After a prolonged bear market, world sugar prices may be set to bottom out this year. To start with, supply may be lower this year. The world sugar market is likely to move into deficit this year after three successive seasons of surplus.

While many agricultural crops — grains and softs — are facing the threat of El Nino, the sugar market is likely to be the most sensitive to this weather phenomenon. Already, surpluses of the last three years and consequent low prices (16-18 cents a pound) have resulted in an increase in demand.

Dry conditions in the last three months in the world’s largest sugar producer and exporter Brazil can lead to lower supplies. Similarly, if the forecast of a below-normal monsoon for India turns true, this too can hurt cane yields and sugar production. This adverse combination in the world’s top two sugar producers can result in firmer sugar prices. Dry conditions in Thailand and South-East Asia may also limit cane harvest in these regions. Possible El Nino-induced losses in India and tight credit availability in the former Soviet Union can impact prices too.

On the bourses, prices have already risen by 8-10 per cent since the beginning of the year, primarily driven by the Brazil factor.

On the demand side, strong appetite for fuels in Brazil will result in increase in usage. But while Brazil may see good growth in domestic demand, the export outlook isn’t bright as the US looks set to harvest a large corn crop. This will help it to maximise its own ethanol production and rely less on imports from Brazil.

If Brazil’s production holds, though, ethanol demand will drive prices.

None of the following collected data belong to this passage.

//! Request extractors whose rejections use the API error body.
//!
//! axum's own `Json`, `Query`, and `Path` answer malformed input with a
//! plain-text body. These wrappers turn the rejection into
//! [`ApiError::Malformed`] in the request's locale, with `field` naming the
//! part of the request that failed. [`Json`] also serves as the response
//! body type, so handlers use it in both positions.

use axum::{
  extract::{FromRequest, FromRequestParts, Request},
  http::{HeaderMap, request::Parts},
  response::{IntoResponse, Response},
};
use serde::{Serialize, de::DeserializeOwned};

use crate::{ApiError, AppState, request_locale};

/// [`axum::Json`] with an [`ApiError`] rejection.
#[derive(Debug)]
pub struct Json<T>(pub T);

/// [`axum::extract::Query`] with an [`ApiError`] rejection.
#[derive(Debug)]
pub struct Query<T>(pub T);

/// [`axum::extract::Path`] with an [`ApiError`] rejection.
#[derive(Debug)]
pub struct Path<T>(pub T);

impl<T: Serialize> IntoResponse for Json<T> {
  fn into_response(self) -> Response { axum::Json(self.0).into_response() }
}

fn rejected<S>(
  headers: &HeaderMap,
  state: &AppState<S>,
  part: &'static str,
  rejection: impl std::fmt::Display,
) -> ApiError {
  let locale = request_locale(headers, state.config.locale);
  ApiError::malformed(locale, part, rejection.to_string())
}

impl<T, S> FromRequest<AppState<S>> for Json<T>
where
  T: DeserializeOwned,
  S: Send + Sync,
{
  type Rejection = ApiError;

  async fn from_request(
    req: Request,
    state: &AppState<S>,
  ) -> Result<Self, Self::Rejection> {
    let headers = req.headers().clone();
    match axum::Json::<T>::from_request(req, state).await {
      Ok(axum::Json(value)) => Ok(Json(value)),
      Err(rejection) => Err(rejected(&headers, state, "body", rejection)),
    }
  }
}

impl<T, S> FromRequestParts<AppState<S>> for Query<T>
where
  T: DeserializeOwned,
  S: Send + Sync,
{
  type Rejection = ApiError;

  async fn from_request_parts(
    parts: &mut Parts,
    state: &AppState<S>,
  ) -> Result<Self, Self::Rejection> {
    match axum::extract::Query::<T>::from_request_parts(parts, state).await {
      Ok(axum::extract::Query(value)) => Ok(Query(value)),
      Err(rejection) => Err(rejected(&parts.headers, state, "query", rejection)),
    }
  }
}

impl<T, S> FromRequestParts<AppState<S>> for Path<T>
where
  T: DeserializeOwned + Send,
  S: Send + Sync,
{
  type Rejection = ApiError;

  async fn from_request_parts(
    parts: &mut Parts,
    state: &AppState<S>,
  ) -> Result<Self, Self::Rejection> {
    match axum::extract::Path::<T>::from_request_parts(parts, state).await {
      Ok(axum::extract::Path(value)) => Ok(Path(value)),
      Err(rejection) => Err(rejected(&parts.headers, state, "path", rejection)),
    }
  }
}
//! `POST /samples/bulk[?strict=&per_row_commit=&update=]` with a CSV body.
//!
//! Rows are grouped into one submission per sample key by
//! [`vermiqc_csv::parse_bulk`]. Unreadable rows and rejected groups are
//! reported as `{row, code, error}` with 1-based file lines. With
//! `strict=true` any error means nothing is committed.
//!
//! If the client disconnects mid-import the handler future is dropped, which
//! cancels the batch at the next group boundary and rolls back whatever is
//! not yet committed.

use axum::extract::State;
use serde::Deserialize;
use tokio_util::sync::CancellationToken;
use vermiqc_core::{
  ingest::{BatchOptions, BatchReport},
  store::QcStore,
};

use crate::{
  AppState, Lang,
  error::ApiError,
  extract::{Json, Query},
};

#[derive(Debug, Default, Deserialize)]
pub struct BulkParams {
  #[serde(default)]
  pub strict:         bool,
  #[serde(default)]
  pub per_row_commit: bool,
  /// Replace existing samples whose payload differs instead of rejecting
  /// them as duplicates.
  #[serde(default)]
  pub update:         bool,
}

pub async fn handler<S: QcStore>(
  State(state): State<AppState<S>>,
  Lang(locale): Lang,
  Query(params): Query<BulkParams>,
  body: String,
) -> Result<Json<BatchReport>, ApiError> {
  let parsed = vermiqc_csv::parse_bulk(body.as_bytes())
    .map_err(|e| ApiError::BadRequest(e.to_string()))?;
  let parse_errors = parsed.errors;

  if params.strict && !parse_errors.is_empty() {
    tracing::warn!(errors = parse_errors.len(), "strict bulk ingest rejected");
    return Ok(Json(BatchReport {
      errors: parse_errors,
      committed: false,
      ..BatchReport::default()
    }));
  }

  let mut items = parsed.items;
  for item in &mut items {
    item.submission.update = params.update;
    item.submission.require_specification = state.config.require_specification;
  }
  let options = BatchOptions {
    strict:         params.strict,
    per_row_commit: params.per_row_commit,
  };

  let cancel = CancellationToken::new();
  let _guard = cancel.clone().drop_guard();
  let mut report = state
    .store
    .submit_batch(items, options, cancel)
    .await
    .map_err(|e| ApiError::store(e, locale))?;

  report.errors.extend(parse_errors);
  report.errors.sort_by_key(|e| e.row);
  tracing::info!(
    created = report.samples_created,
    updated = report.samples_updated,
    unchanged = report.samples_unchanged,
    errors = report.errors.len(),
    committed = report.committed,
    "bulk ingest finished"
  );
  Ok(Json(report))
}

#[cfg(test)]
mod tests {
  use axum::{
    body::Body,
    http::{Request, StatusCode},
  };
  use serde_json::Value;
  use tower::ServiceExt as _;

  use crate::{
    api_router,
    test_helpers::{json_body, make_state, send},
  };

  const CSV: &str = "date,shift,line,product,kind,sequence,property,value,operator\n\
                     2024-03-14,A,L1,V-MED,POINTWISE,1,UMIDADE,5,ana\n\
                     2024-03-14,A,L1,V-MED,POINTWISE,2,UMIDADE,abc,ana\n\
                     2024-03-14,A,L9,V-MED,POINTWISE,3,UMIDADE,5,ana\n\
                     not-a-date,A,L1,V-MED,POINTWISE,3,UMIDADE,5,ana\n";

  async fn post_csv(
    state: &crate::AppState<vermiqc_store_sqlite::SqliteStore>,
    query: &str,
    csv: &str,
  ) -> (StatusCode, Value) {
    let req = Request::builder()
      .method("POST")
      .uri(format!("/samples/bulk{query}"))
      .header("content-type", "text/csv")
      .body(Body::from(csv.to_string()))
      .unwrap();
    let resp = api_router(state.clone()).oneshot(req).await.unwrap();
    (resp.status(), json_body(resp).await)
  }

  #[tokio::test]
  async fn bad_rows_are_skipped_by_default() {
    let state = make_state().await;
    let (status, report) = post_csv(&state, "", CSV).await;
    assert_eq!(status, StatusCode::OK);
    assert_eq!(report["committed"], true);
    assert_eq!(report["samples_created"], 1);

    let rows: Vec<u64> = report["errors"]
      .as_array()
      .unwrap()
      .iter()
      .map(|e| e["row"].as_u64().unwrap())
      .collect();
    assert_eq!(rows, vec![3, 4, 5]);
    assert_eq!(report["errors"][0]["code"], "invalid_measurement");
    assert_eq!(report["errors"][1]["code"], "unknown_line");
  }

  #[tokio::test]
  async fn strict_commits_nothing() {
    let state = make_state().await;
    let (_, report) = post_csv(&state, "?strict=true", CSV).await;
    assert_eq!(report["committed"], false);
    assert_eq!(report["samples_created"], 0);

    let list = json_body(send(&state, "GET", "/samples", None).await).await;
    assert!(list.as_array().unwrap().is_empty());
  }

  #[tokio::test]
  async fn reimport_is_unchanged() {
    let state = make_state().await;
    let good = "date,shift,line,product,kind,sequence,property,value,operator\n\
                2024-03-14,A,L1,V-MED,POINTWISE,1,UMIDADE,5,ana\n";
    post_csv(&state, "", good).await;
    let (_, report) = post_csv(&state, "?per_row_commit=true", good).await;
    assert_eq!(report["samples_unchanged"], 1);
    assert_eq!(report["samples_created"], 0);
  }

  #[tokio::test]
  async fn missing_column_is_a_bad_request() {
    let state = make_state().await;
    let (status, body) = post_csv(&state, "", "date,shift\n2024-03-14,A\n").await;
    assert_eq!(status, StatusCode::BAD_REQUEST);
    assert_eq!(body["code"], "bad_request");
  }
}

Overall, the global sugar market is likely to be ranged 17-19 cents/lb with prices testing the lower end when cane crushing accelerates in Brazil. Prices can break out upwards in the second half of the year if El Nino strikes and production is affected in India. In that event, Brazil will have to play a larger role in the world sugar market. The price outlook till the end of the third quarter does not look bullish on current reckoning.

India factor

Clearly, India is the swing factor in the global sugar market. Whether India is an exporter or an importer determines the market outlook and price direction.

For 2014-15, India’s sugarcane production target is 345 million tonnes compared with the 348 million tonnes in 2013-14. However, there are ominous portends.

The risk that actual cane harvest may fall short of the target is real. Slightly lower production and rising consumption is sure to result in tightening of stock and firming prices. Sugar has been a political commodity in India for long years. How the new Government treats the sector remains to be seen.